Veritas has been in the scale-out NAS area for some time, having a FileStore N8300 product, built with Huawei hardware, back in 2011.
The Access 3340 supports Amazon S3, CIFS, NFS, SMB for file and object access, and iSCSI target support for block storage. Policy-based tiering orchestrates automated data migration to on-premises stores and public clouds. Users can have multiple NetBackup domains in a single appliance.
The appliance is offered on a pay-as-you-grow model that starts at 700TB of usable capacity and scales to 2.8PB. It comes with two server nodes and one to four storage shelves.
Get a datasheet here.
The Access Appliance is available now and the Flex Appliance arrives next quarter.

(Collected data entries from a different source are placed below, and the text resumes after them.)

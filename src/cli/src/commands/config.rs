//! Configuration management commands.
//!
//! Stores CLI configuration in `~/.meridian/config.toml`.

use anyhow::{Context, Result};
use clap::Subcommand;
use serde::{Deserialize, Serialize};
use std::collections::BTreeMap;
use std::path::PathBuf;

use crate::output::{self, OutputFormat};

#[derive(Subcommand)]
pub enum ConfigCommands {
    /// Set a configuration value
    Set {
        /// Configuration key (e.g. api-url, token)
        key: String,
        /// Value to set
        value: String,
    },

    /// Get a configuration value
    Get {
        /// Configuration key
        key: String,
    },

    /// Show all configuration
    Show,

    /// Reset configuration to defaults
    Reset {
        /// Skip confirmation
        #[arg(short, long)]
        force: bool,
    },
}

/// Persistent CLI configuration stored on disk.
#[derive(Debug, Default, Serialize, Deserialize)]
pub struct CliConfig {
    #[serde(default)]
    pub values: BTreeMap<String, String>,
}

/// Return the path to the configuration file (`~/.meridian/config.toml`).
fn config_path() -> Result<PathBuf> {
    let home = dirs::home_dir().context("Could not determine home directory")?;
    Ok(home.join(".meridian").join("config.toml"))
}

/// Load the CLI configuration from disk, returning defaults if the file does
/// not exist.
fn load_config() -> Result<CliConfig> {
    let path = config_path()?;
    if !path.exists() {
        return Ok(CliConfig::default());
    }
    let content = std::fs::read_to_string(&path)
        .with_context(|| format!("Failed to read {}", path.display()))?;
    let cfg: CliConfig = toml::from_str(&content).with_context(|| "Failed to parse config file")?;
    Ok(cfg)
}

/// Save the CLI configuration to disk, creating the directory if needed.
fn save_config(cfg: &CliConfig) -> Result<()> {
    let path = config_path()?;
    if let Some(parent) = path.parent() {
        std::fs::create_dir_all(parent)
            .with_context(|| format!("Failed to create {}", parent.display()))?;
    }
    let content = toml::to_string_pretty(cfg).context("Failed to serialize config")?;
    std::fs::write(&path, content)
        .with_context(|| format!("Failed to write {}", path.display()))?;
    Ok(())
}

/// Load a single value from the config file, if set.
pub fn load_value(key: &str) -> Option<String> {
    load_config()
        .ok()
        .and_then(|cfg| cfg.values.get(key).cloned())
}

/// Hide sensitive values when printing.
fn display_value(key: &str, value: &str) -> String {
    if key == "token" {
        "********".to_string()
    } else {
        value.to_string()
    }
}

pub async fn execute(cmd: ConfigCommands, format: OutputFormat) -> Result<()> {
    match cmd {
        ConfigCommands::Set { key, value } => {
            let mut cfg = load_config()?;
            cfg.values.insert(key.clone(), value.clone());
            save_config(&cfg)?;

            match format {
                OutputFormat::Table => {
                    output::print_success(&format!("{} = {}", key, display_value(&key, &value)));
                }
                _ => {
                    output::print_item(&serde_json::json!({ "key": key }), format);
                }
            }
        }

        ConfigCommands::Get { key } => {
            let cfg = load_config()?;
            match cfg.values.get(&key) {
                Some(value) => match format {
                    OutputFormat::Table => println!("{}", value),
                    _ => {
                        output::print_item(
                            &serde_json::json!({ "key": key, "value": value }),
                            format,
                        );
                    }
                },
                None => {
                    output::print_error(&format!("Key '{}' not found", key));
                }
            }
        }

        ConfigCommands::Show => {
            let cfg = load_config()?;

            if cfg.values.is_empty() {
                output::print_info("No configuration values set.");
                return Ok(());
            }

            match format {
                OutputFormat::Table => {
                    output::print_header("Configuration");
                    for (k, v) in &cfg.values {
                        output::print_detail(k, &display_value(k, v));
                    }
                }
                _ => output::print_item(&cfg.values, format),
            }
        }

        ConfigCommands::Reset { force } => {
            if !force {
                output::print_info(
                    "This will reset all CLI configuration. Use --force to confirm.",
                );
                return Ok(());
            }

            let path = config_path()?;
            if path.exists() {
                std::fs::remove_file(&path)
                    .with_context(|| format!("Failed to remove {}", path.display()))?;
            }

            output::print_success("Configuration reset to defaults");
        }
    }

    Ok(())
}
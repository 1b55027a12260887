//! Meridian CLI - Command-line interface for the Meridian portal API.
//!
//! Provides commands for application, client-roster, health, and
//! configuration management.

mod client;
mod commands;
mod output;

use anyhow::Result;
use clap::{Parser, Subcommand};

use commands::{application, config, health, roster};
use output::OutputFormat;

/// Meridian - customer portal CLI
#[derive(Parser)]
#[command(
    name = "meridian",
    version = "0.1.0",
    about = "Meridian - customer portal CLI",
    long_about = "CLI tool for submitting and reviewing financial-services applications and managing partner client rosters.",
    propagate_version = true
)]
pub struct Cli {
    /// Output format
    #[arg(short, long, global = true, default_value = "table")]
    output: OutputFormat,

    /// API server URL
    #[arg(long, global = true, env = "MERIDIAN_API_URL")]
    api_url: Option<String>,

    /// Bearer token for authenticated endpoints
    #[arg(long, global = true, env = "MERIDIAN_TOKEN")]
    token: Option<String>,

    /// Disable colored output
    #[arg(long, global = true)]
    no_color: bool,

    #[command(subcommand)]
    command: Commands,
}

#[derive(Subcommand)]
enum Commands {
    /// Application operations (submit, view, set-status)
    #[command(subcommand)]
    Application(application::ApplicationCommands),

    /// Client roster operations (partner and admin)
    #[command(subcommand)]
    Client(roster::ClientCommands),

    /// Check server health
    Health(health::HealthArgs),

    /// Configuration management
    #[command(subcommand)]
    Config(config::ConfigCommands),
}

#[tokio::main]
async fn main() -> Result<()> {
    let cli = Cli::parse();

    if cli.no_color {
        colored::control::set_override(false);
    }

    let api_url = cli
        .api_url
        .clone()
        .or_else(|| config::load_value("api-url"))
        .unwrap_or_else(|| "http://localhost:8080".to_string());
    let token = cli.token.clone().or_else(|| config::load_value("token"));

    let client = client::ApiClient::new(&api_url, token)?;
    let format = cli.output;

    let result = match cli.command {
        Commands::Application(cmd) => application::execute(cmd, &client, format).await,
        Commands::Client(cmd) => roster::execute(cmd, &client, format).await,
        Commands::Health(args) => health::execute(args, &client, format).await,
        Commands::Config(cmd) => config::execute(cmd, format).await,
    };

    if let Err(e) = result {
        output::print_error(&format!("{:#}", e));
        std::process::exit(1);
    }

    Ok(())
}
//! API request handlers.

use std::str::FromStr;

use axum::{
    body::Bytes,
    extract::{FromRequestParts, Path, State},
    http::{header, request::Parts, StatusCode},
    response::IntoResponse,
    Json,
};
use serde::Deserialize;

use super::{ApiResponse, AppState};
use crate::applications::{ApplicationId, ApplicationStatus, ServiceCategory};
use crate::error::{ErrorCode, MeridianError};
use crate::identity::{User, UserId};
use crate::portal::ApplicationDraft;

// ═══════════════════════════════════════════════════════════════════════════════
// Actor extraction
// ═══════════════════════════════════════════════════════════════════════════════

/// The authenticated caller, resolved from the bearer token.
pub struct Actor(pub User);

#[axum::async_trait]
impl FromRequestParts<AppState> for Actor {
    type Rejection = MeridianError;

    async fn from_request_parts(
        parts: &mut Parts,
        state: &AppState,
    ) -> Result<Self, Self::Rejection> {
        let header = parts
            .headers
            .get(header::AUTHORIZATION)
            .and_then(|value| value.to_str().ok())
            .ok_or_else(|| MeridianError::unauthorized("Missing Authorization header"))?;
        let token = header
            .strip_prefix("Bearer ")
            .ok_or_else(|| MeridianError::unauthorized("Expected a bearer token"))?;

        let user = state.sessions.resolve(token).await?.ok_or_else(|| {
            MeridianError::new(ErrorCode::InvalidToken, "Session token is not recognized")
        })?;
        Ok(Actor(user))
    }
}

fn parse_category(category: &str) -> Result<ServiceCategory, MeridianError> {
    ServiceCategory::from_str(category).map_err(MeridianError::validation)
}

// ═══════════════════════════════════════════════════════════════════════════════
// Health
// ═══════════════════════════════════════════════════════════════════════════════

pub async fn health_check() -> impl IntoResponse {
    Json(serde_json::json!({
        "status": "healthy",
        "version": env!("CARGO_PKG_VERSION"),
        "timestamp": chrono::Utc::now().to_rfc3339()
    }))
}

// ═══════════════════════════════════════════════════════════════════════════════
// Applications
// ═══════════════════════════════════════════════════════════════════════════════

pub async fn submit_application(
    State(state): State<AppState>,
    Actor(actor): Actor,
    Json(draft): Json<ApplicationDraft>,
) -> Result<impl IntoResponse, MeridianError> {
    if draft.application_type.trim().is_empty() {
        return Err(MeridianError::validation("application_type cannot be empty"));
    }

    let application = state.portal.submit_application(&actor, draft).await?;
    Ok((
        StatusCode::CREATED,
        Json(ApiResponse::success(application)),
    ))
}

pub async fn view_application(
    State(state): State<AppState>,
    Actor(actor): Actor,
    Path((category, id)): Path<(String, String)>,
) -> Result<impl IntoResponse, MeridianError> {
    let category = parse_category(&category)?;
    let application = state
        .portal
        .view_application(&actor, category, &ApplicationId::new(id))
        .await?;
    Ok(Json(ApiResponse::success(application)))
}

#[derive(Deserialize)]
pub struct UpdateStatusRequest {
    pub status: String,
    #[serde(default)]
    pub message: Option<String>,
}

pub async fn update_application_status(
    State(state): State<AppState>,
    Actor(actor): Actor,
    Path((category, id)): Path<(String, String)>,
    Json(req): Json<UpdateStatusRequest>,
) -> Result<impl IntoResponse, MeridianError> {
    let category = parse_category(&category)?;
    let status = ApplicationStatus::from_str(&req.status).map_err(MeridianError::validation)?;

    let change = state
        .portal
        .update_application_status(&actor, category, &ApplicationId::new(id), status, req.message)
        .await?;
    Ok(Json(ApiResponse::success(change)))
}

// ═══════════════════════════════════════════════════════════════════════════════
// Clients
// ═══════════════════════════════════════════════════════════════════════════════

pub async fn view_client_roster(
    State(state): State<AppState>,
    Actor(actor): Actor,
) -> Result<impl IntoResponse, MeridianError> {
    let roster = state.portal.view_client_roster(&actor).await?;
    Ok(Json(ApiResponse::success(roster)))
}

pub async fn view_client_detail(
    State(state): State<AppState>,
    Actor(actor): Actor,
    Path(id): Path<String>,
) -> Result<impl IntoResponse, MeridianError> {
    let detail = state
        .portal
        .view_client_detail(&actor, &UserId::new(id))
        .await?;
    Ok(Json(ApiResponse::success(detail)))
}

pub async fn disassociate_client(
    State(state): State<AppState>,
    Actor(actor): Actor,
    Path(id): Path<String>,
) -> Result<impl IntoResponse, MeridianError> {
    let client = state
        .portal
        .disassociate_client(&actor, &UserId::new(id))
        .await?;
    Ok(Json(ApiResponse::success(client)))
}

#[derive(Deserialize)]
pub struct ReassignClientRequest {
    pub new_partner_id: UserId,
}

pub async fn reassign_client(
    State(state): State<AppState>,
    Actor(actor): Actor,
    Path(id): Path<String>,
    Json(req): Json<ReassignClientRequest>,
) -> Result<impl IntoResponse, MeridianError> {
    let client = state
        .portal
        .reassign_client(&actor, &UserId::new(id), &req.new_partner_id)
        .await?;
    Ok(Json(ApiResponse::success(client)))
}

#[derive(Deserialize, Default)]
pub struct RemoveClientRequest {
    #[serde(default)]
    pub reassign_to: Option<UserId>,
}

/// Parse the optional cascade body. An empty body means "delete the
/// applications"; a non-empty body must parse, so a malformed request
/// carrying a reassignment target is rejected rather than read as no target.
fn parse_removal_body(body: &[u8]) -> Result<Option<UserId>, MeridianError> {
    if body.is_empty() {
        return Ok(None);
    }
    let req: RemoveClientRequest = serde_json::from_slice(body)
        .map_err(|err| MeridianError::validation(format!("Invalid request body: {err}")))?;
    Ok(req.reassign_to)
}

pub async fn permanently_delete_client(
    State(state): State<AppState>,
    Actor(actor): Actor,
    Path(id): Path<String>,
    body: Bytes,
) -> Result<impl IntoResponse, MeridianError> {
    let reassign_to = parse_removal_body(&body)?;
    let outcome = state
        .portal
        .permanently_delete_client(&actor, &UserId::new(id), reassign_to)
        .await?;
    Ok(Json(ApiResponse::success(outcome)))
}
//! Document store port.
//!
//! The portal persists everything through this seam: a hosted document
//! database in production, [`InMemoryStore`] in development and tests.
//! Documents are JSON objects; `set` is a shallow merge-patch so callers can
//! update a single field (including setting it to `null`) without rewriting
//! the record. Single-document writes are atomic; nothing here provides
//! cross-document transactions.

mod memory;

pub use memory::InMemoryStore;

use async_trait::async_trait;
use serde_json::Value;
use std::fmt;

use crate::error::Result;

// ═══════════════════════════════════════════════════════════════════════════════
// Collections
// ═══════════════════════════════════════════════════════════════════════════════

/// Logical collections. Application collections are addressed through the
/// pure `ServiceCategory::collection()` mapping, never by string matching.
#[derive(Debug, Clone, Copy, PartialEq, Eq, Hash)]
pub enum Collection {
    Users,
    Partners,
    Sessions,
    LoanApplications,
    CaServiceApplications,
    GovernmentSchemeApplications,
}

impl Collection {
    pub const fn as_str(&self) -> &'static str {
        match self {
            Self::Users => "users",
            Self::Partners => "partners",
            Self::Sessions => "sessions",
            Self::LoanApplications => "loan_applications",
            Self::CaServiceApplications => "ca_service_applications",
            Self::GovernmentSchemeApplications => "government_scheme_applications",
        }
    }
}

impl fmt::Display for Collection {
    fn fmt(&self, f: &mut fmt::Formatter<'_>) -> fmt::Result {
        write!(f, "{}", self.as_str())
    }
}

// ═══════════════════════════════════════════════════════════════════════════════
// Filters
// ═══════════════════════════════════════════════════════════════════════════════

/// Query filter evaluated against JSON documents. Field paths are dotted
/// (`"applicant_details.user_id"`).
#[derive(Debug, Clone)]
pub enum Filter {
    /// Matches every document.
    All,
    /// Field equals value.
    Eq { field: String, value: Value },
    /// Field equals any of the values.
    AnyOf { field: String, values: Vec<Value> },
    /// All sub-filters match.
    And(Vec<Filter>),
    /// Any sub-filter matches.
    Or(Vec<Filter>),
}

impl Filter {
    pub fn eq(field: impl Into<String>, value: impl Into<Value>) -> Self {
        Self::Eq {
            field: field.into(),
            value: value.into(),
        }
    }

    pub fn any_of(field: impl Into<String>, values: Vec<Value>) -> Self {
        Self::AnyOf {
            field: field.into(),
            values,
        }
    }

    pub fn and(filters: Vec<Filter>) -> Self {
        Self::And(filters)
    }

    pub fn or(filters: Vec<Filter>) -> Self {
        Self::Or(filters)
    }

    /// Evaluate this filter against a document.
    pub fn matches(&self, doc: &Value) -> bool {
        match self {
            Self::All => true,
            Self::Eq { field, value } => lookup_path(doc, field) == Some(value),
            Self::AnyOf { field, values } => lookup_path(doc, field)
                .map(|found| values.iter().any(|v| v == found))
                .unwrap_or(false),
            Self::And(filters) => filters.iter().all(|f| f.matches(doc)),
            Self::Or(filters) => filters.iter().any(|f| f.matches(doc)),
        }
    }
}

/// Resolve a dotted field path inside a JSON object.
fn lookup_path<'a>(doc: &'a Value, path: &str) -> Option<&'a Value> {
    let mut current = doc;
    for segment in path.split('.') {
        current = current.get(segment)?;
    }
    Some(current)
}

// ═══════════════════════════════════════════════════════════════════════════════
// Document Store Trait
// ═══════════════════════════════════════════════════════════════════════════════

/// Trait for document store backends.
#[async_trait]
pub trait DocumentStore: Send + Sync {
    /// Get a document by id.
    async fn get(&self, collection: Collection, id: &str) -> Result<Option<Value>>;

    /// Query a collection for all documents matching the filter.
    async fn query(&self, collection: Collection, filter: &Filter) -> Result<Vec<Value>>;

    /// Upsert a document. When a document already exists, top-level keys of
    /// `patch` are merged into it; explicit `null` values overwrite.
    async fn set(&self, collection: Collection, id: &str, patch: Value) -> Result<()>;

    /// Delete a document. Returns `false` when the id was absent.
    async fn delete(&self, collection: Collection, id: &str) -> Result<bool>;

    /// Get the backend name.
    fn name(&self) -> &'static str;
}

// ═══════════════════════════════════════════════════════════════════════════════
// Tests
// ═══════════════════════════════════════════════════════════════════════════════

#[cfg(test)]
mod tests {
    use super::*;
    use serde_json::json;

    #[test]
    fn test_filter_eq_dotted_path() {
        let doc = json!({
            "applicant_details": { "user_id": "u1", "email": "arun@example.com" },
            "status": "Submitted",
        });

        assert!(Filter::eq("status", "Submitted").matches(&doc));
        assert!(Filter::eq("applicant_details.user_id", "u1").matches(&doc));
        assert!(!Filter::eq("applicant_details.user_id", "u2").matches(&doc));
        assert!(!Filter::eq("missing.path", "x").matches(&doc));
    }

    #[test]
    fn test_filter_any_of_and_or() {
        let doc = json!({ "submitted_by": { "user_id": "p1" }, "status": "Approved" });

        let members = Filter::any_of(
            "submitted_by.user_id",
            vec![json!("u1"), json!("p1")],
        );
        assert!(members.matches(&doc));

        let either = Filter::or(vec![
            Filter::eq("status", "Rejected"),
            Filter::eq("status", "Approved"),
        ]);
        assert!(either.matches(&doc));

        let both = Filter::and(vec![either, Filter::eq("submitted_by.user_id", "p2")]);
        assert!(!both.matches(&doc));
    }

    #[test]
    fn test_filter_null_equality() {
        let doc = json!({ "partner_id": null });
        assert!(Filter::eq("partner_id", Value::Null).matches(&doc));
        assert!(!Filter::eq("partner_id", "p1").matches(&doc));
    }
}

Cloud storage company Wasabi and Cloud Constellation Corporation (CCC) are collaborating to deliver cloud data storage and security services from space.
CCC uses a constellation of 12 satellites in low-earth orbit (LEO) that are networked with a laser photonic ring.
This network communicates with secure access points located at Wasabi data centres and enterprise customer sites via connectivity with geosynchronous satellites.
Wasabi is AWS S3 bit-compatible, and costs a flat $.0039/GB/Month with a 1TB minimum usage. It also offers immutable buckets.
Archive360 has launched its Microsoft Azure-based, long-term archive for medical DICOM images. Using the Archive2Azure product, medical organisations and professionals can automatically move ageing DICOM images to the Azure cloud platform.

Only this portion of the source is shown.